Modern cloud systems generate overwhelming volumes of telemetry—metrics, logs, traces, and events—yet incident response still relies on manual correlation, tribal knowledge, and brittle rule-based alerts. This work presents an approach to LLM-powered observability that augments traditional monitoring with telemetry reasoning to accelerate incident triage and root-cause analysis. Prashanthi proposes a pipeline that structures heterogeneous signals into a unified incident context, enriches them with service topology, deployment metadata, and SLO/SLA objectives, and guides engineers with evidence-backed hypotheses, next-best queries, and remediation suggestions. By turning noisy telemetry into actionable narratives, the approach aims to reduce MTTD and MTTR in real production settings.

Prashanthi Matam
Discover Financial Services

Prashanthi Matam is a Senior Software Engineer specializing in AI, MLOps, and cloud-native systems. She has deep expertise in full-stack development, cloud infrastructure, DevOps, and AI/ML telemetry, building scalable production systems on platforms such as Kubernetes, TensorFlow, and Lang Chain.
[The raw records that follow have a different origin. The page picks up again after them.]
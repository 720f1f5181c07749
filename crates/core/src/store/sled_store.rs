//! Persistent ticket store on sled

use super::TicketStore;
use crate::error::{Error, Result};
use async_trait::async_trait;
use sled::Db;
use std::path::Path;

/// Ticket store backed by an embedded sled database
///
/// Each mutation is flushed before returning so a ticket written by
/// `schedule` survives a process restart before its invocation fires.
#[derive(Debug, Clone)]
pub struct SledTicketStore {
    db: Db,
}

impl SledTicketStore {
    /// Open or create a ticket database at the given path
    pub fn open(path: &Path) -> Result<Self> {
        let db = sled::open(path)
            .map_err(|e| Error::store_with(format!("failed to open {}", path.display()), e))?;
        Ok(Self { db })
    }

    /// All tickets, in key order
    pub fn entries(&self) -> Result<Vec<(String, String)>> {
        let mut entries = Vec::new();
        for item in self.db.iter() {
            let (key, value) = item?;
            entries.push((decode(&key)?, decode(&value)?));
        }
        Ok(entries)
    }

    /// Number of tickets currently stored
    pub fn len(&self) -> usize {
        self.db.len()
    }

    pub fn is_empty(&self) -> bool {
        self.db.is_empty()
    }
}

fn decode(bytes: &[u8]) -> Result<String> {
    String::from_utf8(bytes.to_vec())
        .map_err(|e| Error::store_with("ticket store holds non-UTF-8 data", e))
}

#[async_trait]
impl TicketStore for SledTicketStore {
    async fn set(&self, key: &str, value: &str) -> Result<()> {
        self.db.insert(key.as_bytes(), value.as_bytes())?;
        self.db.flush()?;
        Ok(())
    }

    async fn get(&self, key: &str) -> Result<Option<String>> {
        match self.db.get(key.as_bytes())? {
            Some(value) => Ok(Some(decode(&value)?)),
            None => Ok(None),
        }
    }

    async fn del(&self, key: &str) -> Result<()> {
        self.db.remove(key.as_bytes())?;
        self.db.flush()?;
        Ok(())
    }
}
//! Lull CLI - lull command

use anyhow::Result;
use clap::{Parser, Subcommand};
use std::path::PathBuf;
use tracing_subscriber::EnvFilter;

mod cmd;
mod util;

/// Lull - trailing-edge debounce for deferred tasks
#[derive(Parser)]
#[command(name = "lull")]
#[command(author, version, about, long_about = None)]
struct Cli {
    /// Settings file (default: <config_dir>/lull/config.toml)
    #[arg(long, global = true)]
    config: Option<PathBuf>,

    /// Log protocol steps (debug level)
    #[arg(short, long, global = true)]
    verbose: bool,

    #[command(subcommand)]
    command: Commands,
}

#[derive(Subcommand)]
enum Commands {
    /// List debounce tickets in the store
    Tickets {
        /// Ticket database (default: store.path from settings)
        #[arg(long)]
        db: Option<PathBuf>,
    },
    /// Show the ticket held for one key
    Show {
        /// Namespaced key, e.g. Notify:user-7
        key: String,
        /// Ticket database (default: store.path from settings)
        #[arg(long)]
        db: Option<PathBuf>,
    },
    /// Remove the ticket for one key (its pending invocation will be skipped)
    Clear {
        /// Namespaced key, e.g. Notify:user-7
        key: String,
        /// Ticket database (default: store.path from settings)
        #[arg(long)]
        db: Option<PathBuf>,
    },
    /// View settings
    #[command(subcommand)]
    Config(ConfigCommands),
    /// Fire repeated triggers through an in-process worker and report what ran
    Simulate {
        /// Task type to trigger
        #[arg(long)]
        task: String,
        /// Number of triggers (default: 3)
        #[arg(long, default_value = "3")]
        triggers: usize,
        /// Pause between triggers in milliseconds
        #[arg(long, default_value = "0")]
        interval_ms: u64,
        /// Literal debounce key
        #[arg(long, conflicts_with = "key_args")]
        key: Option<String>,
        /// Positions of ARGS joined into the key (default: all ARGS); the
        /// revision argument appended to each trigger cannot be selected
        #[arg(long, value_delimiter = ',')]
        key_args: Vec<usize>,
        /// Override the task's delay from settings
        #[arg(long)]
        delay_secs: Option<u64>,
        /// Task arguments (parsed as JSON when possible)
        args: Vec<String>,
    },
}

#[derive(Subcommand)]
enum ConfigCommands {
    /// Show parsed settings
    List,
    /// Show the settings file location
    Path {
        /// Write the example file if none exists
        #[arg(long)]
        create: bool,
    },
    /// Print an example settings file
    Example,
}

#[tokio::main]
async fn main() -> Result<()> {
    let cli = Cli::parse();

    // Initialize tracing
    let default_level = if cli.verbose { "debug" } else { "info" };
    tracing_subscriber::fmt()
        .with_env_filter(
            EnvFilter::try_from_default_env().unwrap_or_else(|_| EnvFilter::new(default_level)),
        )
        .init();

    let config = cli.config.as_deref();

    match cli.command {
        Commands::Tickets { db } => cmd::tickets::run_list(config, db).await,
        Commands::Show { key, db } => cmd::tickets::run_show(config, db, &key).await,
        Commands::Clear { key, db } => cmd::tickets::run_clear(config, db, &key).await,
        Commands::Config(config_cmd) => match config_cmd {
            ConfigCommands::List => cmd::config::run_list(config).await,
            ConfigCommands::Path { create } => cmd::config::run_path(config, create).await,
            ConfigCommands::Example => cmd::config::run_example().await,
        },
        Commands::Simulate {
            task,
            triggers,
            interval_ms,
            key,
            key_args,
            delay_secs,
            args,
        } => {
            let options = cmd::simulate::SimulateOptions {
                task,
                triggers,
                interval_ms,
                key,
                key_args,
                delay_secs,
                args,
            };
            cmd::simulate::run(config, options).await
        }
    }
}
Her work spans intelligent observability solutions, predictive maintenance systems. She has strong customer-facing experience, helping enterprise teams deploy, optimize, and operationalize AI models in production, guiding them across the full AI lifecycle—from distributed training and model development to inference optimization, acceleration, and performance tuning. Previously, she focused on improving system reliability, scaling cloud-native workloads, and enhancing the efficiency of data and AI pipelines. Prashanthi holds a master’s degree in computer science from Northeastern University.